WHAT THIS TASK INVOLVES ▸
Copy out every line in the entries below that includes "warn".

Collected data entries
+++

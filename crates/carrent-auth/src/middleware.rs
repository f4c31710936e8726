//! Actix-web request extractors for authenticated actors
//!
//! Handlers take [`AuthenticatedUser`] or [`AdminUser`] as arguments; the
//! extractor validates the bearer token against the `JwtService` registered
//! as app data.

use crate::jwt::JwtService;
use crate::Claims;
use actix_web::{dev::Payload, web, FromRequest, HttpRequest};
use carrent_core::error::AppError;
use carrent_core::models::Actor;
use futures::future::{ready, Ready};
use tracing::{debug, warn};

/// Extract the bearer token from the Authorization header
fn extract_bearer_token(req: &HttpRequest) -> Option<&str> {
    req.headers()
        .get("Authorization")?
        .to_str()
        .ok()?
        .strip_prefix("Bearer ")
        .map(str::trim)
        .filter(|token| !token.is_empty())
}

fn authenticate(req: &HttpRequest) -> Result<AuthenticatedUser, AppError> {
    let jwt_service = req.app_data::<web::Data<JwtService>>().ok_or_else(|| {
        warn!("JwtService not found in app data");
        AppError::Internal("Authentication service not configured".to_string())
    })?;

    let token = extract_bearer_token(req).ok_or_else(|| {
        debug!("No bearer token in request");
        AppError::InvalidToken("No authentication token provided".to_string())
    })?;

    let claims = jwt_service.validate_token(token)?;
    let actor = claims.actor()?;

    debug!(user_id = actor.id, role = %actor.role, "User authenticated");
    Ok(AuthenticatedUser { actor, claims })
}

/// Any authenticated marketplace user
#[derive(Debug, Clone)]
pub struct AuthenticatedUser {
    pub actor: Actor,
    pub claims: Claims,
}

impl AuthenticatedUser {
    pub fn actor(&self) -> Actor {
        self.actor
    }

    pub fn is_admin(&self) -> bool {
        self.actor.is_admin()
    }
}

impl FromRequest for AuthenticatedUser {
    type Error = actix_web::Error;
    type Future = Ready<Result<Self, Self::Error>>;

    fn from_request(req: &HttpRequest, _payload: &mut Payload) -> Self::Future {
        ready(authenticate(req).map_err(actix_web::Error::from))
    }
}

/// Authenticated user holding the admin role
#[derive(Debug, Clone)]
pub struct AdminUser(pub AuthenticatedUser);

impl std::ops::Deref for AdminUser {
    type Target = AuthenticatedUser;

    fn deref(&self) -> &Self::Target {
        &self.0
    }
}

impl FromRequest for AdminUser {
    type Error = actix_web::Error;
    type Future = Ready<Result<Self, Self::Error>>;

    fn from_request(req: &HttpRequest, _payload: &mut Payload) -> Self::Future {
        let result = authenticate(req).and_then(|user| {
            if !user.is_admin() {
                warn!(
                    user_id = user.actor.id,
                    role = %user.actor.role,
                    "User attempted admin access without privileges"
                );
                return Err(AppError::Forbidden);
            }
            Ok(AdminUser(user))
        });

        ready(result.map_err(actix_web::Error::from))
    }
}

#[cfg(test)]
mod tests {
    use super::*;
    use actix_web::{http::StatusCode, test, App};
    use carrent_core::models::UserRole;

    fn jwt_service() -> JwtService {
        JwtService::new("test-secret-key-12345", 3600)
    }

    #[actix_web::test]
    async fn test_bearer_token_yields_actor() {
        let service = jwt_service();
        let token = service.create_token(&Claims::new(31, UserRole::Renter)).unwrap();

        let app = test::init_service(App::new().app_data(web::Data::new(service)).route(
            "/test",
            web::get().to(|user: AuthenticatedUser| async move {
                assert_eq!(user.actor(), Actor::renter(31));
                "OK"
            }),
        ))
        .await;

        let req = test::TestRequest::get()
            .uri("/test")
            .insert_header(("Authorization", format!("Bearer {}", token)))
            .to_request();
        let resp = test::call_service(&app, req).await;
        assert!(resp.status().is_success());
    }

    #[actix_web::test]
    async fn test_missing_token_is_unauthorized() {
        let app = test::init_service(
            App::new()
                .app_data(web::Data::new(jwt_service()))
                .route("/test", web::get().to(|_user: AuthenticatedUser| async { "OK" })),
        )
        .await;

        let req = test::TestRequest::get().uri("/test").to_request();
        let resp = test::call_service(&app, req).await;
        assert_eq!(resp.status(), StatusCode::UNAUTHORIZED);
    }

    #[actix_web::test]
    async fn test_renter_refused_admin_route() {
        let service = jwt_service();
        let token = service.create_token(&Claims::new(2, UserRole::Renter)).unwrap();

        let app = test::init_service(
            App::new()
                .app_data(web::Data::new(service))
                .route("/admin", web::get().to(|_user: AdminUser| async { "OK" })),
        )
        .await;

        let req = test::TestRequest::get()
            .uri("/admin")
            .insert_header(("Authorization", format!("Bearer {}", token)))
            .to_request();
        let resp = test::call_service(&app, req).await;
        assert_eq!(resp.status(), StatusCode::FORBIDDEN);
    }
}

+++

ANSWER BELOW ▸
use tracing::{debug, warn};
        warn!("JwtService not found in app data");
                warn!(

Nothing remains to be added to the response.